WHAT YOU HAVE TO DO:
Filter the listing below, please, and copy only the lines with the word "trim".

MATERIAL SHOWN:

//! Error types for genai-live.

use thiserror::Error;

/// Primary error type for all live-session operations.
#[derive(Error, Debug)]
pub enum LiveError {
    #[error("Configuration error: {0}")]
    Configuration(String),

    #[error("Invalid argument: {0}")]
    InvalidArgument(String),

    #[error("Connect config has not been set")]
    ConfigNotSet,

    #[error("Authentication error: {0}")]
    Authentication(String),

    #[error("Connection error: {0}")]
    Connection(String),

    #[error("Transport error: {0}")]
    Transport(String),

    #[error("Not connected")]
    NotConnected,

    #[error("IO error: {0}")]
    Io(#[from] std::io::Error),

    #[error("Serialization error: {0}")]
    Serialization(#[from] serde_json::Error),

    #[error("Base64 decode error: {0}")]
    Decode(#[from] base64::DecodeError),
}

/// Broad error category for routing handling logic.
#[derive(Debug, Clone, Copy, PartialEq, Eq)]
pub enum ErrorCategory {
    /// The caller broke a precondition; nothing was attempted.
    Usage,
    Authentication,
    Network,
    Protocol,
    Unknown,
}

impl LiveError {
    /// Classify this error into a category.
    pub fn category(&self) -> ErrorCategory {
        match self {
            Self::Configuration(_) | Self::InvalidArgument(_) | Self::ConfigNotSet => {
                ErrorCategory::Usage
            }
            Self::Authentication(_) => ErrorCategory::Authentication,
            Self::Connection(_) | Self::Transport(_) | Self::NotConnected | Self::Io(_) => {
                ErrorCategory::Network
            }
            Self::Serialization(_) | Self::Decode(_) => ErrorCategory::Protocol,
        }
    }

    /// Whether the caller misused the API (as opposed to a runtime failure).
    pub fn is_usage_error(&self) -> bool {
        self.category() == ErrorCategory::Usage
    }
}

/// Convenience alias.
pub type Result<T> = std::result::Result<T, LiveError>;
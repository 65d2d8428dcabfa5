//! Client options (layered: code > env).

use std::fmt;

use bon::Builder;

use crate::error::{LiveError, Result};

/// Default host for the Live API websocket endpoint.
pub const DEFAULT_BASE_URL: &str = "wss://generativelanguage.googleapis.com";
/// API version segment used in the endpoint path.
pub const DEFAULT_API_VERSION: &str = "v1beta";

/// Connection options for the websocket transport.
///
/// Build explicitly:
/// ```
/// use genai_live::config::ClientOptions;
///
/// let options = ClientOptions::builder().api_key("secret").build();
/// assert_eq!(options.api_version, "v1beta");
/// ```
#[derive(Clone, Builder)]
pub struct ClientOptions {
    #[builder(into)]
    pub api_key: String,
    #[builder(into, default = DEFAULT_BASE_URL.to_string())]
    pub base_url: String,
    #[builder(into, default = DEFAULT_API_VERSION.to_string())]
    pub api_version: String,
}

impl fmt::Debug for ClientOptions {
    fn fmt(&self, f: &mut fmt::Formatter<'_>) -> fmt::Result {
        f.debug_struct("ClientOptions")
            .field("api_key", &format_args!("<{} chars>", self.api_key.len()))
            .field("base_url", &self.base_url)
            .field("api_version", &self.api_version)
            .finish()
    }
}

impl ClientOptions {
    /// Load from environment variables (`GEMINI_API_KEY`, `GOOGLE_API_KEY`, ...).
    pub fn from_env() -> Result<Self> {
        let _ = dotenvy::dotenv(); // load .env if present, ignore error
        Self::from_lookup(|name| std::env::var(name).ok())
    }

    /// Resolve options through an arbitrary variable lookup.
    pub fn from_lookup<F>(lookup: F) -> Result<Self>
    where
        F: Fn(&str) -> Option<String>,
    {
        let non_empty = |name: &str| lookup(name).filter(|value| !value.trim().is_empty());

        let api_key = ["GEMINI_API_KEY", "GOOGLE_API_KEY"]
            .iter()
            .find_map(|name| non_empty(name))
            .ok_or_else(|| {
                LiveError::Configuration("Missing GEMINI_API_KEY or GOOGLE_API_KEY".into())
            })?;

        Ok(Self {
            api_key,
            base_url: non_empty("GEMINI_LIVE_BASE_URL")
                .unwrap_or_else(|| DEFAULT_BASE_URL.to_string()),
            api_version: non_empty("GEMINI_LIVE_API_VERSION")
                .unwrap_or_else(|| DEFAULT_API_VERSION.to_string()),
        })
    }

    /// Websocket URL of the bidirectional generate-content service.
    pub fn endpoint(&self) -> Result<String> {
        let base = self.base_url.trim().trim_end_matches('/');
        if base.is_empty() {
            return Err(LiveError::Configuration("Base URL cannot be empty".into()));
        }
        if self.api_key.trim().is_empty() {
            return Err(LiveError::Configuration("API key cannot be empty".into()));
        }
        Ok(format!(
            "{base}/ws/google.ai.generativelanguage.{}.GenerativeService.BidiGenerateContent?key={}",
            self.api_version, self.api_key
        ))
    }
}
--
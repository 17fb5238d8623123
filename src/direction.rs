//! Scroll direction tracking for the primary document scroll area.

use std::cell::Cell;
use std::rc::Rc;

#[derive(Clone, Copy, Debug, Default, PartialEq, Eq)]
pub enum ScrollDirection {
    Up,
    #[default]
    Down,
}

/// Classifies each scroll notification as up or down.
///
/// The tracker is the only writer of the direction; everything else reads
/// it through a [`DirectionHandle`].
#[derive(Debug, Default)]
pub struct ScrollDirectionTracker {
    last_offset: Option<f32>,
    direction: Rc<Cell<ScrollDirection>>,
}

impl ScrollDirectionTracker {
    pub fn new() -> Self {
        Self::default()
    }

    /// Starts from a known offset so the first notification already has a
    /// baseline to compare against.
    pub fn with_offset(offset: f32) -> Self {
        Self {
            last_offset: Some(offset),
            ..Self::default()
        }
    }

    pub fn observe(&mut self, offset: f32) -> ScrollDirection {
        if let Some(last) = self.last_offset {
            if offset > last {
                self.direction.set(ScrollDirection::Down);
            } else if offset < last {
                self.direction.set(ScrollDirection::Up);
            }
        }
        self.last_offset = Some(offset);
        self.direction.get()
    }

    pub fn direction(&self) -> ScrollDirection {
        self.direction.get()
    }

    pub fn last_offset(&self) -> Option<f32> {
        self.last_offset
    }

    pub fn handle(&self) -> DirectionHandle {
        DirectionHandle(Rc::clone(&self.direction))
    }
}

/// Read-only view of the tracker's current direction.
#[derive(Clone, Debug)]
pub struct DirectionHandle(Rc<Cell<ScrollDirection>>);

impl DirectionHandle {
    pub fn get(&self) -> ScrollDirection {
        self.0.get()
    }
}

WRITTEN SOLUTION:
        let non_empty = |name: &str| lookup(name).filter(|value| !value.trim().is_empty());
        let base = self.base_url.trim().trim_end_matches('/');
        if self.api_key.trim().is_empty() {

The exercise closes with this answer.